Se l'obiettivo, alla luce dell'emergenza posta dalla globalizzazione del mercato del lavoro, è predisporre un percorso di formazione efficace, che ancori alla realtà e al presente i contenuti di studio, che crei menti attrezzate ad una lettura agevole e a risposte flessibili nei diversi contesti, che valorizzi la capacità di elaborazione creativa e di collegamento tra i vari saperi, la strada della rigidità, della stretta e statica osservanza dei contenuti disciplinari non sembra certo la soluzione migliore.

Inoltre una sottolineatura dell'aspetto sanzionatorio, meritocratico e disciplinare, finirebbe per escludere dal percorso scolastico o, almeno dai suoi gradi più elevati, una parte consistente degli individui. Ritorno ad una scuola di elite o per la creazione di una elite intellettuale? Non è il tempo, non esiste più un mercato del lavoro che richieda manodopera a basso livello d'istruzione perché i movimenti migratori offrono un continuo surplus di domanda.

A mio avviso non c'è una soluzione al problema che non passi attraverso una indispensabile riconversione della professione docente.
E' attraverso gli insegnanti, persone concrete e reali, che passa la riqualificazione e l'efficienza della scuola.

Qualunque riforma può risultare vincente o fallire inesorabilmente se non si dà il giusto peso a questa variabile determinante.
E' attraverso di essi che "passano" verso gli alunni, invisibili, ma terribilmente tangibili nei risultati, passione, motivazione, creatività, accoglienza, competenza, promozione di valori, di sentimenti.

I giovani non apprendono solo con il cervello, non sono robot o automi, apprendono con tutto il loro essere e il processo di apprendimento si costruisce innanzitutto a partire da ciò che sono, dalle istanze, dalla sensibilità, dai valori, dalle conoscenze, dalla cultura di cui sono portatori e dalla loro valorizzazione. E' dal dato di partenza che si crea, con un processo di continui e successivi collegamenti e inclusioni, l'universo della conoscenza personale e della realizzazione sociale di un individuo.
Occorre allora chiedersi quali sono le qualità umane e professionali che delineano la figura di un docente che sappia innescare e condurre alla conclusione i processi di cui sopra, e che sappia fare questo non con una minoranza di studenti che per condizione, ceto sociale, minore problematicità psicologica presentino un facile compito, ma con tutti gli studenti.

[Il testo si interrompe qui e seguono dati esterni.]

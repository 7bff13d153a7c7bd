//! Outbound analytics beacon.
//!
//! Builds a url-encoded collector payload from request metadata and the
//! response's page title, and dispatches it on a detached task with its own
//! timeout. Delivery is strictly best-effort: every failure is swallowed and
//! the response reaches the client unchanged.

use anyhow::Result;
use axum::{
    body::{to_bytes, Body, HttpBody},
    http::header,
    response::Response,
};
use rand::RngExt;
use regex::Regex;
use std::sync::LazyLock;
use std::time::Duration;
use tracing::debug;

static TITLE_RE: LazyLock<Regex> =
    LazyLock::new(|| Regex::new(r"(?is)<title>(.*?)</title>").unwrap());

/// Collector protocol version.
const PROTOCOL_VERSION: &str = "4.3";

/// Largest HTML body buffered for title extraction. The title lives in the
/// document head, so anything bigger (or of unknown size) is delivered
/// unbuffered with an empty title rather than held in memory.
const TITLE_SCAN_LIMIT: usize = 256 * 1024;

/// Request metadata carried into the beacon payload.
#[derive(Debug, Clone, Default)]
pub struct BeaconContext {
    pub host: String,
    pub path: String,
    pub referer: String,
    pub ip_address: String,
    pub user_agent: String,
    pub title: String,
}

/// Best-effort title extraction; empty string when the body has no title tag.
pub fn extract_title(body: &str) -> String {
    TITLE_RE
        .captures(body)
        .and_then(|captures| captures.get(1))
        .map(|matched| matched.as_str().trim().to_string())
        .unwrap_or_default()
}

/// Pull the page title out of an HTML response, handing the body back
/// intact. Non-HTML responses pass through untouched with an empty title.
pub async fn capture_title(response: Response) -> (Response, String) {
    let is_html = response
        .headers()
        .get(header::CONTENT_TYPE)
        .and_then(|value| value.to_str().ok())
        .is_some_and(|value| value.starts_with("text/html"));

    if !is_html {
        return (response, String::new());
    }

    // Only bodies provably within the scan limit get buffered; streaming
    // bodies and oversized pages pass through untouched.
    let within_limit = response
        .body()
        .size_hint()
        .upper()
        .is_some_and(|upper| upper <= TITLE_SCAN_LIMIT as u64);
    if !within_limit {
        return (response, String::new());
    }

    let (parts, body) = response.into_parts();
    match to_bytes(body, TITLE_SCAN_LIMIT).await {
        Ok(bytes) => {
            let title = extract_title(&String::from_utf8_lossy(&bytes));
            (Response::from_parts(parts, Body::from(bytes)), title)
        }
        Err(err) => {
            debug!(error = %err, "failed to buffer response body for title extraction");
            (Response::from_parts(parts, Body::empty()), String::new())
        }
    }
}

/// Dispatches beacon payloads to the external analytics collector.
pub struct AnalyticsForwarder {
    client: reqwest::Client,
    endpoint: String,
    account_id: String,
}

impl AnalyticsForwarder {
    pub fn new(endpoint: &str, account_id: &str, timeout_secs: u64) -> Result<Self> {
        // The beacon client's timeout is independent of any request's
        // lifetime; a slow collector can never hold a response hostage.
        let client = reqwest::Client::builder()
            .timeout(Duration::from_secs(timeout_secs))
            .build()?;

        Ok(Self {
            client,
            endpoint: endpoint.to_string(),
            account_id: account_id.to_string(),
        })
    }

    /// Fire-and-forget dispatch on a detached task. Failures are logged at
    /// debug and never surfaced.
    pub fn dispatch(&self, context: BeaconContext) {
        let client = self.client.clone();
        let endpoint = self.endpoint.clone();
        let account_id = self.account_id.clone();

        tokio::spawn(async move {
            let now = chrono::Utc::now().timestamp();
            let payload = build_payload(&context, &account_id, now);

            if let Err(err) = client.get(&endpoint).query(&payload).send().await {
                debug!(error = %err, "analytics beacon dispatch failed");
            }
        });
    }
}

/// Assemble the url-encoded beacon fields: protocol version, randomized
/// anti-cache tokens, timestamp, title, host, referer, path, account id,
/// and the `"{ip}; {user_agent}"` client fingerprint. Screen and locale
/// fields are unknowable server-side and fixed to `-`.
pub fn build_payload(
    context: &BeaconContext,
    account_id: &str,
    now: i64,
) -> Vec<(&'static str, String)> {
    let mut rng = rand::rng();
    let request_token: u64 = rng.random_range(1_000_000_000..=9_999_999_999);
    let cookie_token: u64 = rng.random_range(10_000_000..=99_999_999);
    let session_token: u64 = rng.random_range(1_000_000_000..=2_147_483_647);

    let fingerprint = format!("{}; {}", context.ip_address, context.user_agent);
    let session_cookie = format!(
        "__utma={cookie}.{session}.{now}.{now}.{now}.2;\
         +__utmb={cookie};+__utmc={cookie};\
         +__utmz={cookie}.{now}.2.2.utmccn=(direct)|utmcsr=(direct)|utmcmd=(none);\
         +__utmv={cookie}.{fingerprint};",
        cookie = cookie_token,
        session = session_token,
        now = now,
        fingerprint = fingerprint,
    );

    vec![
        ("utmwv", PROTOCOL_VERSION.to_string()),
        ("utmn", request_token.to_string()),
        ("utmsr", "-".to_string()),
        ("utmsc", "-".to_string()),
        ("utmul", "-".to_string()),
        ("utmje", "-".to_string()),
        ("utmfl", "-".to_string()),
        ("utmdt", context.title.clone()),
        ("utmhn", context.host.clone()),
        ("utmr", context.referer.clone()),
        ("utmp", context.path.clone()),
        ("utmac", account_id.to_string()),
        ("utmcc", session_cookie),
    ]
}
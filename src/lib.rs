pub mod api;
pub mod beacon;
pub mod cleanup;
pub mod config;
pub mod models;
pub mod registry;
pub mod storage;
pub mod tracking;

Cosa deve essere allora un insegnante? Ma soprattutto cosa non deve essere?
Il relegare la professione docente ad un ruolo socialmente svalorizzato, il far sì che l'insegnamento abbia costituito il gradino più basso delle professioni intellettuali, è stata una scelta che ha riversato i propri perversi effetti sui giovani, sul nostro futuro.

La scuola potrà essere efficace, utile al progresso del paese a partire da quanto una nuova figura di insegnante saprà essere delineata, costruita, valorizzata e misurata: non è un lavoro adatto a qualunque persona e non bisogna più consentire che sia un' occupazione-rifugio, altrimenti è inutile ed ipocrita continuare a scandalizzarsi dei comportamenti divenuti quasi la norma nelle nostre scuole.